4. You say you want to consider an exchanger (at 1,000 oC??). Forget about a TEMA design. You’re talking about what everyone does in these type of circumstances: use a coil-type of apparatus. The expansion compensations are astronomical and a pipe coil (or tube) arrangement is about the only thing that will withstand the movements. The material of construction is totally another hard issue. And the fouling (and plugging) factors are going to be a nightmare.
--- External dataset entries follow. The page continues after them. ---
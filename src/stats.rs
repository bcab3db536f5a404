//! Statistics derived from a [`CountDistribution`].
//!
//! Every function here is pure. Rankings break count ties by ascending key so
//! that results are reproducible regardless of how the counts were reduced.
//!
//! Zero totals are not an error: the weighted average length, frequency share
//! and relative frequency of an empty distribution are all `0.0`.

use serde::{Deserialize, Serialize};

use crate::aggregate::{CountDistribution, by_count_desc};

/// Tokens excluded by [`remove_stopwords`].
pub const STOPWORDS: [&str; 6] = ["is", "a", "the", "to", "with", "and"];

pub fn is_stopword(word: &str) -> bool {
    STOPWORDS.contains(&word)
}

/// The `n` highest counts, ties broken by ascending key.
///
/// # Example
/// ```
/// use text_lab::aggregate::CountDistribution;
/// use text_lab::stats::top_n;
/// let counts: CountDistribution = ["b", "a", "b", "c"].into_iter().collect();
/// assert_eq!(top_n(&counts, 2), vec![("b".to_string(), 2), ("a".to_string(), 1)]);
/// ```
pub fn top_n(dist: &CountDistribution, n: usize) -> Vec<(String, u64)> {
    let mut entries: Vec<(String, u64)> = dist.iter().map(|(k, c)| (k.to_string(), c)).collect();
    entries.sort_by(by_count_desc);
    entries.truncate(n);
    entries
}

/// A copy of `dist` without stopwords. Surviving counts are unchanged.
pub fn remove_stopwords(dist: &CountDistribution) -> CountDistribution {
    dist.iter()
        .filter(|(word, _)| !is_stopword(word))
        .map(|(word, count)| (word.to_string(), count))
        .collect()
}

/// Rankings before and after stopword removal.
#[derive(Debug, Clone, PartialEq, Serialize, Deserialize)]
pub struct StopwordComparison {
    /// Total token occurrences before filtering.
    pub total: u64,
    pub top_before: Vec<(String, u64)>,
    pub top_after: Vec<(String, u64)>,
    #[serde(skip)]
    pub filtered: CountDistribution,
}

pub fn compare_stopwords(dist: &CountDistribution, n: usize) -> StopwordComparison {
    let filtered = remove_stopwords(dist);
    StopwordComparison {
        total: dist.total(),
        top_before: top_n(dist, n),
        top_after: top_n(&filtered, n),
        filtered,
    }
}

/// One word with its count and character length.
#[derive(Debug, Clone, PartialEq, Eq, Serialize, Deserialize)]
pub struct WordRecord {
    pub word: String,
    pub count: u64,
    pub length: usize,
}

impl WordRecord {
    pub fn new(word: impl Into<String>, count: u64) -> Self {
        let word = word.into();
        let length = word.chars().count();
        Self {
            word,
            count,
            length,
        }
    }
}

/// Word records of one distribution together with its total count.
///
/// Records are kept in ranking order (descending count, then word).
#[derive(Debug, Clone, PartialEq, Serialize, Deserialize)]
pub struct WordTable {
    records: Vec<WordRecord>,
    total: u64,
}

/// Records with `count >= threshold` and the share of all occurrences they cover.
#[derive(Debug, Clone, PartialEq, Serialize, Deserialize)]
pub struct FrequencyShare {
    pub threshold: u64,
    pub records: Vec<WordRecord>,
    /// Kept count over total count, in `[0, 1]`.
    pub share: f64,
}

impl WordTable {
    pub fn from_counts(dist: &CountDistribution) -> Self {
        let records: Vec<WordRecord> = top_n(dist, dist.len())
            .into_iter()
            .map(|(word, count)| WordRecord::new(word, count))
            .collect();
        let total = records.iter().map(|r| r.count).sum();
        Self { records, total }
    }

    pub fn records(&self) -> &[WordRecord] {
        &self.records
    }

    pub fn total(&self) -> u64 {
        self.total
    }

    pub fn len(&self) -> usize {
        self.records.len()
    }

    pub fn is_empty(&self) -> bool {
        self.records.is_empty()
    }

    /// `count / total` for `word`; `0.0` when absent or the table is empty.
    pub fn frequency(&self, word: &str) -> f64 {
        self.records
            .iter()
            .find(|r| r.word == word)
            .map_or(0.0, |r| self.relative(r.count))
    }

    /// `count / total`, or `0.0` for an empty table.
    pub fn relative(&self, count: u64) -> f64 {
        if self.total == 0 {
            0.0
        } else {
            count as f64 / self.total as f64
        }
    }

    /// Sum of `length * count` over the total count. `0.0` for an empty table.
    ///
    /// # Example
    /// ```
    /// use text_lab::aggregate::CountDistribution;
    /// use text_lab::stats::WordTable;
    /// let counts: CountDistribution = ["ab", "ab", "abcd"].into_iter().collect();
    /// let table = WordTable::from_counts(&counts);
    /// assert!((table.weighted_average_length() - 8.0 / 3.0).abs() < 1e-12);
    /// ```
    pub fn weighted_average_length(&self) -> f64 {
        if self.total == 0 {
            return 0.0;
        }
        let weighted: u64 = self
            .records
            .iter()
            .map(|r| r.length as u64 * r.count)
            .sum();
        weighted as f64 / self.total as f64
    }

    /// The `n` longest words; equal lengths rank by higher count, then word.
    pub fn longest(&self, n: usize) -> Vec<WordRecord> {
        let mut records = self.records.clone();
        records.sort_by(|a, b| {
            b.length
                .cmp(&a.length)
                .then_with(|| b.count.cmp(&a.count))
                .then_with(|| a.word.cmp(&b.word))
        });
        records.truncate(n);
        records
    }

    pub fn filter_count_at_least(&self, threshold: u64) -> FrequencyShare {
        let records: Vec<WordRecord> = self
            .records
            .iter()
            .filter(|r| r.count >= threshold)
            .cloned()
            .collect();
        let kept: u64 = records.iter().map(|r| r.count).sum();
        FrequencyShare {
            threshold,
            records,
            share: self.relative(kept),
        }
    }
}
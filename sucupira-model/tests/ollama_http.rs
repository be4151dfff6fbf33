//! Ollama tool loop against a local scripted HTTP server.
#![cfg(feature = "ollama")]

use std::sync::Arc;

use async_trait::async_trait;
use serde_json::{Value, json};
use sucupira_core::{Llm, LlmRequest, ParamKind, ParamSpec, Result, Tool, ToolArgs, ToolRegistry};
use sucupira_model::{OllamaConfig, OllamaModel};
use tokio::io::{AsyncReadExt, AsyncWriteExt};
use tokio::net::{TcpListener, TcpStream};
use tokio::task::JoinHandle;

async fn read_request(socket: &mut TcpStream) -> Value {
    let mut buf = Vec::new();
    let mut chunk = [0u8; 4096];
    loop {
        let n = socket.read(&mut chunk).await.unwrap();
        assert!(n > 0, "client closed before sending a full request");
        buf.extend_from_slice(&chunk[..n]);
        let text = String::from_utf8_lossy(&buf).to_string();
        if let Some(split) = text.find("\r\n\r\n") {
            let length = text[..split]
                .lines()
                .find_map(|l| l.to_ascii_lowercase().strip_prefix("content-length:").map(|v| v.trim().to_string()))
                .and_then(|v| v.parse::<usize>().ok())
                .unwrap_or(0);
            let body = &buf[split + 4..];
            if body.len() >= length {
                return serde_json::from_slice(&body[..length]).unwrap();
            }
        }
    }
}

/// Answer each incoming `/api/chat` with the next reply; return the bodies seen.
async fn scripted_server(replies: Vec<Value>) -> (String, JoinHandle<Vec<Value>>) {
    let listener = TcpListener::bind("127.0.0.1:0").await.unwrap();
    let host = format!("http://{}", listener.local_addr().unwrap());
    let handle = tokio::spawn(async move {
        let mut seen = Vec::new();
        for reply in replies {
            let (mut socket, _) = listener.accept().await.unwrap();
            seen.push(read_request(&mut socket).await);
            let body = reply.to_string();
            let response = format!(
                "HTTP/1.1 200 OK\r\ncontent-type: application/json\r\ncontent-length: {}\r\nconnection: close\r\n\r\n{body}",
                body.len()
            );
            socket.write_all(response.as_bytes()).await.unwrap();
            socket.shutdown().await.ok();
        }
        seen
    });
    (host, handle)
}

fn assistant(content: &str, tool_calls: Value) -> Value {
    json!({"model": "m", "message": {"role": "assistant", "content": content, "tool_calls": tool_calls}, "done": true})
}

struct Issn;

#[async_trait]
impl Tool for Issn {
    fn name(&self) -> &str {
        "issn_of"
    }

    fn description(&self) -> &str {
        "ISSN of a journal"
    }

    fn parameters(&self) -> Vec<ParamSpec> {
        vec![ParamSpec::required("title", ParamKind::String, "journal title")]
    }

    async fn execute(&self, args: ToolArgs) -> Result<String> {
        Ok(format!("{} ISSN=2222-2222", args.require_str("title")?))
    }
}

fn tools() -> ToolRegistry {
    let mut registry = ToolRegistry::new();
    registry.register(Arc::new(Issn)).unwrap();
    registry
}

#[tokio::test]
async fn tool_calls_are_executed_and_fed_back() {
    let (host, server) = scripted_server(vec![
        assistant("", json!([{"function": {"name": "issn_of", "arguments": {"title": "Medical Review"}}}])),
        assistant("The ISSN is 2222-2222.", json!([])),
    ])
    .await;

    let model = OllamaModel::new(OllamaConfig::new("llama3.2").with_host(host)).unwrap();
    let answer = model.generate(LlmRequest::new("You are a librarian.", "ISSN?"), &tools()).await.unwrap();
    assert_eq!(answer, "The ISSN is 2222-2222.");

    let seen = server.await.unwrap();
    assert_eq!(seen[0]["tools"][0]["function"]["name"], "issn_of");
    assert_eq!(seen[0]["messages"][0]["role"], "system");
    let follow_up = seen[1]["messages"].as_array().unwrap();
    let observation = follow_up.last().unwrap();
    assert_eq!(observation["role"], "tool");
    assert_eq!(observation["content"], "Medical Review ISSN=2222-2222");
}

#[tokio::test]
async fn tools_are_withheld_after_the_last_round() {
    let call = json!([{"function": {"name": "issn_of", "arguments": {"title": "X"}}}]);
    let (host, server) = scripted_server(vec![assistant("", call), assistant("done", json!([]))]).await;

    let model = OllamaModel::new(OllamaConfig::new("m").with_host(host).with_max_tool_rounds(1)).unwrap();
    let answer = model.generate(LlmRequest::new("", "go"), &tools()).await.unwrap();
    assert_eq!(answer, "done");

    let seen = server.await.unwrap();
    assert!(seen[0].get("tools").is_some());
    assert!(seen[1].get("tools").is_none());
}

#[tokio::test]
async fn empty_answer_is_a_model_error() {
    let (host, _server) = scripted_server(vec![assistant("  ", json!([]))]).await;
    let model = OllamaModel::new(OllamaConfig::new("m").with_host(host)).unwrap();
    assert!(model.generate(LlmRequest::new("", "go"), &ToolRegistry::new()).await.is_err());
}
One of the scary issues on this Forum is that we don’t know you personally or your qualifications. We don’t know if you really understand and dominate the issues at hand and whether you can apply any recommendation or suggestion safely. When we don’t even get all the basic data and scope of work, this makes it doubly dubious as to whether or not any hint or suggestion might hurt somebody – physically or economically. For any professional engineer this is a very important issue. It seems that every time we get this type of query that is deficient in basic data and scope of work, the storyline starts to change as the thread moves along. The “rest of the story” doesn’t come out until later, when everyone realizes that a lot of time, effort, and brain cells have been wasted or spent erroneously on the wrong subject.
I recommend you to tell us all of the application, all the basic data, and what your scope of work is. Perhaps we can go from there. This is not only the safest, most efficient route to take, it is also the most common-sense way to approach any problem.